• **TASK DETAILS**:
Take the line with "#[derive(Debug, Clone, PartialEq, Eq)]" and the rest of the lines after it, to the end of the entries, and restate them exactly.

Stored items
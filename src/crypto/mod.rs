//! Encryption collaborator
//!
//! The versioning core never implements cryptography itself: it hands
//! plaintext to an [`EncryptionProvider`] and stores the returned
//! ciphertext plus metadata (key id, IV, auth tag) opaquely.
//!
//! [`DevCipher`] is the bundled reference provider for tests and
//! self-hosted development. It is a SHA-256 keystream construction,
//! not AES-256; production deployments inject a KMS-backed provider.

mod dev;

pub use dev::DevCipher;

use thiserror::Error;

/// Result type for encryption operations.
pub type CryptoResult<T> = Result<T, CryptoError>;

/// Encryption collaborator errors.
#[derive(Debug, Clone, Error)]
pub enum CryptoError {
    #[error("Unknown encryption key: {0}")]
    UnknownKey(String),

    #[error("Authentication tag mismatch")]
    AuthTagMismatch,

    #[error("Invalid encryption metadata: {0}")]
    InvalidMetadata(String),
}

/// An encrypted payload plus the metadata needed to decrypt it.
///
/// `iv` and `auth_tag` are base64-encoded; `key_id` names a key held by
/// the provider. None of the fields are inspected by the core.
#[derive(Debug, Clone, PartialEq, Eq)]
pub struct EncryptedPayload {
    /// The encrypted bytes.
    pub ciphertext: Vec<u8>,
    /// Identifier of the encrypting key.
    pub key_id: String,
    /// Base64-encoded initialization vector.
    pub iv: String,
    /// Base64-encoded authentication tag over the ciphertext.
    pub auth_tag: String,
}

/// Encrypt/decrypt contract.
///
/// `decrypt(encrypt(p))` must return exactly `p`, and decryption must
/// fail with [`CryptoError::AuthTagMismatch`] if the ciphertext was
/// altered.
pub trait EncryptionProvider: Send + Sync {
    /// Encrypt plaintext under the provider's active key.
    fn encrypt(&self, plaintext: &[u8]) -> CryptoResult<EncryptedPayload>;

    /// Decrypt a payload produced by `encrypt`.
    fn decrypt(&self, payload: &EncryptedPayload) -> CryptoResult<Vec<u8>>;
}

• **RESPONSE AREA**:
#[derive(Debug, Clone, PartialEq, Eq)]
pub struct EncryptedPayload {
    /// The encrypted bytes.
    pub ciphertext: Vec<u8>,
    /// Identifier of the encrypting key.
    pub key_id: String,
    /// Base64-encoded initialization vector.
    pub iv: String,
    /// Base64-encoded authentication tag over the ciphertext.
    pub auth_tag: String,
}

/// Encrypt/decrypt contract.
///
/// `decrypt(encrypt(p))` must return exactly `p`, and decryption must
/// fail with [`CryptoError::AuthTagMismatch`] if the ciphertext was
/// altered.
pub trait EncryptionProvider: Send + Sync {
    /// Encrypt plaintext under the provider's active key.
    fn encrypt(&self, plaintext: &[u8]) -> CryptoResult<EncryptedPayload>;

    /// Decrypt a payload produced by `encrypt`.
    fn decrypt(&self, payload: &EncryptedPayload) -> CryptoResult<Vec<u8>>;
}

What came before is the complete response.